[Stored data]
- Opening Delimiter -

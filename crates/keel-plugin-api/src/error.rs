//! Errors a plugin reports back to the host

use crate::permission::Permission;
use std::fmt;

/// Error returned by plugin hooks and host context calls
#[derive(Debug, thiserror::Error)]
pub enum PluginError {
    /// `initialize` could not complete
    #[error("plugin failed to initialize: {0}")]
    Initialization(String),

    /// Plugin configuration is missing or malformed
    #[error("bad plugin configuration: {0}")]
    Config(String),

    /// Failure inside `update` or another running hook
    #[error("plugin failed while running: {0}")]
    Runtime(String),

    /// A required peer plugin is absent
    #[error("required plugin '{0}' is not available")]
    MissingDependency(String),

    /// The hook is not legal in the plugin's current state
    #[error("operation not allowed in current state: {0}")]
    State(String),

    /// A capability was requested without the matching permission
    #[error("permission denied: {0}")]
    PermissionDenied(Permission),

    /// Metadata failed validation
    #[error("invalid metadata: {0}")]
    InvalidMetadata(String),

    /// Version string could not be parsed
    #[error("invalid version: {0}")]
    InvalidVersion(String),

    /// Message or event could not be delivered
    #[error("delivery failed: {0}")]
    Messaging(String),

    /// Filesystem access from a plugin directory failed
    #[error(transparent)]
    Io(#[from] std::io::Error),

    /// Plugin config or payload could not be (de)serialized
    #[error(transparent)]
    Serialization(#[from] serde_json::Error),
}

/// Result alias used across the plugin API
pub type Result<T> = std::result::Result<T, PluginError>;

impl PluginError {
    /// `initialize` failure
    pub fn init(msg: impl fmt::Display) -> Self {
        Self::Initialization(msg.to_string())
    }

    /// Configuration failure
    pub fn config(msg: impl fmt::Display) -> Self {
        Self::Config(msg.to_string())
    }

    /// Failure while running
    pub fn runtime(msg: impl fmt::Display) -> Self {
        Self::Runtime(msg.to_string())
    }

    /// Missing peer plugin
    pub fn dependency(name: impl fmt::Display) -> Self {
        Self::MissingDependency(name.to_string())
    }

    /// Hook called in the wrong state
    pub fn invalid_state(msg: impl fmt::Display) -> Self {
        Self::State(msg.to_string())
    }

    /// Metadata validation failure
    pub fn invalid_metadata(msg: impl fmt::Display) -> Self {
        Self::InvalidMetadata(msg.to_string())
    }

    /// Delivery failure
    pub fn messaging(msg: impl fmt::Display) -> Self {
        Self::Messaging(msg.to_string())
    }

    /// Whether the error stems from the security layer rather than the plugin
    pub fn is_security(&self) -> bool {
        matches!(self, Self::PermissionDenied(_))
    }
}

- Closing Delimiter -
- Opening Delimiter -

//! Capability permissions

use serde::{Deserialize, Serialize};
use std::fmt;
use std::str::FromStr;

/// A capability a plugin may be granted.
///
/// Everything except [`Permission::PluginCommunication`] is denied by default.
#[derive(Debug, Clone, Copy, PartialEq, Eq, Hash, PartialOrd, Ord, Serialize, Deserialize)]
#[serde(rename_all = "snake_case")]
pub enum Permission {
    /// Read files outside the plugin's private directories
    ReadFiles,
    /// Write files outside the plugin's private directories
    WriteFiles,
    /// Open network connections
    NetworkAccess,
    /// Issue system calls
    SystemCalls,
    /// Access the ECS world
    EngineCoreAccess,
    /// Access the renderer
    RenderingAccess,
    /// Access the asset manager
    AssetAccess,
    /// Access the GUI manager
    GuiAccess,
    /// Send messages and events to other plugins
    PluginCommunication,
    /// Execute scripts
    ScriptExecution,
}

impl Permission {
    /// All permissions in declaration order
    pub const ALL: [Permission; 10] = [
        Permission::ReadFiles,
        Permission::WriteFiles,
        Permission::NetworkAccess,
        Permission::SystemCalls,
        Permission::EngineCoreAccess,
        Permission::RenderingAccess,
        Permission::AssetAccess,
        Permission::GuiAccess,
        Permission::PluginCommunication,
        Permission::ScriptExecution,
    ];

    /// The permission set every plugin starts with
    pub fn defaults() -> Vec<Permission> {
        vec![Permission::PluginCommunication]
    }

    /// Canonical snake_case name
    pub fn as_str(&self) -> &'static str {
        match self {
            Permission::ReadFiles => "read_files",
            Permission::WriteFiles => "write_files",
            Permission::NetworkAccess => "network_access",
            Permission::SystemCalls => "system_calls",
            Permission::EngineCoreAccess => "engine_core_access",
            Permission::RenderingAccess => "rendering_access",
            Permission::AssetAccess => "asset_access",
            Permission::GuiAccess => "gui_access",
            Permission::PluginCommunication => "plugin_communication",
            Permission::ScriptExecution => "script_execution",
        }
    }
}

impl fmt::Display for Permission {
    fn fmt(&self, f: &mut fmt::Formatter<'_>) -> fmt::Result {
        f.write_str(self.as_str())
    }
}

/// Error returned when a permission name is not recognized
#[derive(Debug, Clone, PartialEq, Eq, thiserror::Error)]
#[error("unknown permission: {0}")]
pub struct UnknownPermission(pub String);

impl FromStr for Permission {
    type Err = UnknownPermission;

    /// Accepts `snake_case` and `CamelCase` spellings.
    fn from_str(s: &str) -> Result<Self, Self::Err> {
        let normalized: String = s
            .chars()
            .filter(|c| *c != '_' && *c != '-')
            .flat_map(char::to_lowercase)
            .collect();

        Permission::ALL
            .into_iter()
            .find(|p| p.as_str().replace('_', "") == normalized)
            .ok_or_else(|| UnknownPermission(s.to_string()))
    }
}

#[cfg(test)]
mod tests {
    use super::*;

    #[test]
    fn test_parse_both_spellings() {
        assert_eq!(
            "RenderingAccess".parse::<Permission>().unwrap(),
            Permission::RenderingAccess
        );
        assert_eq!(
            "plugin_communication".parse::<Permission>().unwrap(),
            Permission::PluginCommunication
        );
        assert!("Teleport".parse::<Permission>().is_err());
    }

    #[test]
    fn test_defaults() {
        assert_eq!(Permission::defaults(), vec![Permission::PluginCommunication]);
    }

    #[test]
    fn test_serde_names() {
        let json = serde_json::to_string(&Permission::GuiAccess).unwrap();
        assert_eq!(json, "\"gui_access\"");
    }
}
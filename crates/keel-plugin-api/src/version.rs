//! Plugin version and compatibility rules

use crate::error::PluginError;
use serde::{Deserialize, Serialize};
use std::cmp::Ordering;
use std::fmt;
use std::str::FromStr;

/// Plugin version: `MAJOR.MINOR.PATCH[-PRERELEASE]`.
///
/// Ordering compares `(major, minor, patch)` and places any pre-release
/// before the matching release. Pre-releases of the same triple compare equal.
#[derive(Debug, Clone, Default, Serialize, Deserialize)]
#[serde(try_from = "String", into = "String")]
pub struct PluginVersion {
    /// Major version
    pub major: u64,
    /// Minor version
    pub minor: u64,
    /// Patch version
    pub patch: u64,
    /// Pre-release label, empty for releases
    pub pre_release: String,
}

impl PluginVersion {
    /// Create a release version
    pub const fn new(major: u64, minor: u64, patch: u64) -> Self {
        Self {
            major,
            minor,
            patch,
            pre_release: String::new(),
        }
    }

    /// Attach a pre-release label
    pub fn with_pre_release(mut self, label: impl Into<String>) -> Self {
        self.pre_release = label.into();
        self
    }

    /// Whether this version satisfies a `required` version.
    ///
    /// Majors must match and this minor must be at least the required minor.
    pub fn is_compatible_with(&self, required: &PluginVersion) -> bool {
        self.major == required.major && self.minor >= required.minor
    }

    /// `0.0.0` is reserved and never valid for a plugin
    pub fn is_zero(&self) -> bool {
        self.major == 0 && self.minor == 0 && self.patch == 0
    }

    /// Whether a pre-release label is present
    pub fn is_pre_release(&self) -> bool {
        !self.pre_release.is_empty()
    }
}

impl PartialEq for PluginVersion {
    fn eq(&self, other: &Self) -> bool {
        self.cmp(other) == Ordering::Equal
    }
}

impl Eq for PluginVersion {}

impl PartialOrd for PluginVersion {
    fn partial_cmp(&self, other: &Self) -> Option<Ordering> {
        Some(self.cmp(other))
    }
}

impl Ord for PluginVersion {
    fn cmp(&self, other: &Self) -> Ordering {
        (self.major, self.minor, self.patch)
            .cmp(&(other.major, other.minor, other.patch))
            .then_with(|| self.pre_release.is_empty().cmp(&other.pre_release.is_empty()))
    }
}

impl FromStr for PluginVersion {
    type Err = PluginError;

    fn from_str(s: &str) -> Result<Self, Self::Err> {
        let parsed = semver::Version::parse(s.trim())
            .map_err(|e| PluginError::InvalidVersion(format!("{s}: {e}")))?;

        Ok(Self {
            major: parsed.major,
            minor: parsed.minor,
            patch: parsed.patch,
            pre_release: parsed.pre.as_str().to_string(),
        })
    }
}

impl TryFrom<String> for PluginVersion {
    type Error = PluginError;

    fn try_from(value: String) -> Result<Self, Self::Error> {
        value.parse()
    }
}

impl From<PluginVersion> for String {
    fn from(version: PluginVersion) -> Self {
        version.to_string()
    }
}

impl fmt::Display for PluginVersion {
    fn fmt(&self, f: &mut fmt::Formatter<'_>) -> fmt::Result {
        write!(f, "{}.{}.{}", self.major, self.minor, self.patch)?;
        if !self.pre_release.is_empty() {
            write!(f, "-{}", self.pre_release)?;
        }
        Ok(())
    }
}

- Closing Delimiter -
- Opening Delimiter -

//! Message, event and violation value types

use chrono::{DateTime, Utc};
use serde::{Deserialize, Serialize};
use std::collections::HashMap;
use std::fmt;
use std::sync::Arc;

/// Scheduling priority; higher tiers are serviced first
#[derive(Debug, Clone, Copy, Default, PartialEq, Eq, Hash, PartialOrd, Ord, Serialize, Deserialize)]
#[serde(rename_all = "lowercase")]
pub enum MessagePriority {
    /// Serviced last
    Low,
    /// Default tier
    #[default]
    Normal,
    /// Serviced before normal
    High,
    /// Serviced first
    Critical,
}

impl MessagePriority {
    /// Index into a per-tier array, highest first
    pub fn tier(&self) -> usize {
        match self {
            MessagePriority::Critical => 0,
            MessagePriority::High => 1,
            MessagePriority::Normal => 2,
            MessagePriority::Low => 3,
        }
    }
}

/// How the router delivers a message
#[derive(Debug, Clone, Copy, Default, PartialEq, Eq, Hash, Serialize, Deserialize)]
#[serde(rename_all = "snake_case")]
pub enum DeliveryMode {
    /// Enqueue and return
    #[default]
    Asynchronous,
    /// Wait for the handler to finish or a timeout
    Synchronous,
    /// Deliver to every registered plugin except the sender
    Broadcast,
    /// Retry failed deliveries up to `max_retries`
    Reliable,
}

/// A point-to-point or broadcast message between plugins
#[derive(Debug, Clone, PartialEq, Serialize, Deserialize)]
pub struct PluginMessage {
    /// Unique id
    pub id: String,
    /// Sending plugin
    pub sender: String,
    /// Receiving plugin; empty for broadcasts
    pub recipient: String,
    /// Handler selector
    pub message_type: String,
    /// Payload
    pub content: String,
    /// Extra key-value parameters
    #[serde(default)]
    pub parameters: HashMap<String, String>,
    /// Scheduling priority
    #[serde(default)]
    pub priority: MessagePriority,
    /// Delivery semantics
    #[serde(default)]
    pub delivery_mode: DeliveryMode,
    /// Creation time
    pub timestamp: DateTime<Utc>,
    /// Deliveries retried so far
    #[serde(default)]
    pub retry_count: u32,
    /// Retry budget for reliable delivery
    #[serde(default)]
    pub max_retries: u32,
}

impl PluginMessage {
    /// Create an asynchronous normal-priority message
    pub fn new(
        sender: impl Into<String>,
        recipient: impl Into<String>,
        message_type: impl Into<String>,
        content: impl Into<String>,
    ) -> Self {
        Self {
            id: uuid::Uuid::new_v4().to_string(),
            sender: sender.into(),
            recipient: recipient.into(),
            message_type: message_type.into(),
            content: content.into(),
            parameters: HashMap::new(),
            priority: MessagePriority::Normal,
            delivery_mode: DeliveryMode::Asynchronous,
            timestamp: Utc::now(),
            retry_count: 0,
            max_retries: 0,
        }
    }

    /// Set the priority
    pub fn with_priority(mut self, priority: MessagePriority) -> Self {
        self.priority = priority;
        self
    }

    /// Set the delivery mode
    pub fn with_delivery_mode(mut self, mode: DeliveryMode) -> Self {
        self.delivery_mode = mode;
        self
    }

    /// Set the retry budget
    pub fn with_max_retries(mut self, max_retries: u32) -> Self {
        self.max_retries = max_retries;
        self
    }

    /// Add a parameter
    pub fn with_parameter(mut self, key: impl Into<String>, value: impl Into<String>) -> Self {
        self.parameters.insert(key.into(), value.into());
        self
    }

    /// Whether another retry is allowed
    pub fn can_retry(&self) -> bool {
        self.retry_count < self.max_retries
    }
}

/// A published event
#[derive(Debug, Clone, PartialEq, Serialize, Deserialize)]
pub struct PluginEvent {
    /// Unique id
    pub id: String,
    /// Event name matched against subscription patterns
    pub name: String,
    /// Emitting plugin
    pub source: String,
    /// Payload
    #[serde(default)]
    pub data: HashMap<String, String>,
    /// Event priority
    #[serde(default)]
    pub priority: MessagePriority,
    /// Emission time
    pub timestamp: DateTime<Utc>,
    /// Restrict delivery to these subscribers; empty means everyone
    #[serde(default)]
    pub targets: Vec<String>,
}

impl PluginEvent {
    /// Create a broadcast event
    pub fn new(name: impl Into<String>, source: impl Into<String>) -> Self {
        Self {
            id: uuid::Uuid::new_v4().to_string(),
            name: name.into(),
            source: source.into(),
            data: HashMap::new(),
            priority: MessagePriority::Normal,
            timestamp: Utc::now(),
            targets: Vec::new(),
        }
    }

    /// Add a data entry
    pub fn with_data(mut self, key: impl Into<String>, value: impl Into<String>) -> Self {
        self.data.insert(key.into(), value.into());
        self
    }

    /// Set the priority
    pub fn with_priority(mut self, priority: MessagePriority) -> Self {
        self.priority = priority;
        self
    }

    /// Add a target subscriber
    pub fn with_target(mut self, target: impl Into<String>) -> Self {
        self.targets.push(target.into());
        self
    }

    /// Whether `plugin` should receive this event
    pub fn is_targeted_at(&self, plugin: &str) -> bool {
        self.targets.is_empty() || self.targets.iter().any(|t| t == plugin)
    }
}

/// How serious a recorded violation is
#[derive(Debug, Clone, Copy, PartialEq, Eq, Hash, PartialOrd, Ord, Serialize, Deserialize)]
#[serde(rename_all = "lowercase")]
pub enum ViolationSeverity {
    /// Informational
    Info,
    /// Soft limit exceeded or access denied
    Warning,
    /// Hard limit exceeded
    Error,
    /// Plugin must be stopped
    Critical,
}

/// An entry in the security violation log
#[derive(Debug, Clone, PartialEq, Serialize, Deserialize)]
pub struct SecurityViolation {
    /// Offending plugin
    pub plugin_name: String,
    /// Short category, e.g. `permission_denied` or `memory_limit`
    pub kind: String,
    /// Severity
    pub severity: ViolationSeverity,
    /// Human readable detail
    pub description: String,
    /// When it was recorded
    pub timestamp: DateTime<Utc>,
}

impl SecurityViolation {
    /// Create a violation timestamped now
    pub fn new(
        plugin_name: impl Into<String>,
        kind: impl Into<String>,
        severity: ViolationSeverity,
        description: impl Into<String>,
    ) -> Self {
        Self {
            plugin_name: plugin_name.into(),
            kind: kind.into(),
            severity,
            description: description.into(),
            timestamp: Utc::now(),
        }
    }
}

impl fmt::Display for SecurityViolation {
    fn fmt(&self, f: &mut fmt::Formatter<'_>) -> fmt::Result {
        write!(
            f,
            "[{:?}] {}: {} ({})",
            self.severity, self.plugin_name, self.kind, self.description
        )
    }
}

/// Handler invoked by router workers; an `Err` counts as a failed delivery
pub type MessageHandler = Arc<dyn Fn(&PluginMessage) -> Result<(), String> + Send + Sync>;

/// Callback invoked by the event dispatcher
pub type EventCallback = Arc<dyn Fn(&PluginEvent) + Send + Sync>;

- Closing Delimiter -

Copy out each line of the records that holds the string "FromStr".

PROBLEM SOLUTION -
use std::str::FromStr;
impl FromStr for Permission {
use std::str::FromStr;
impl FromStr for PluginVersion {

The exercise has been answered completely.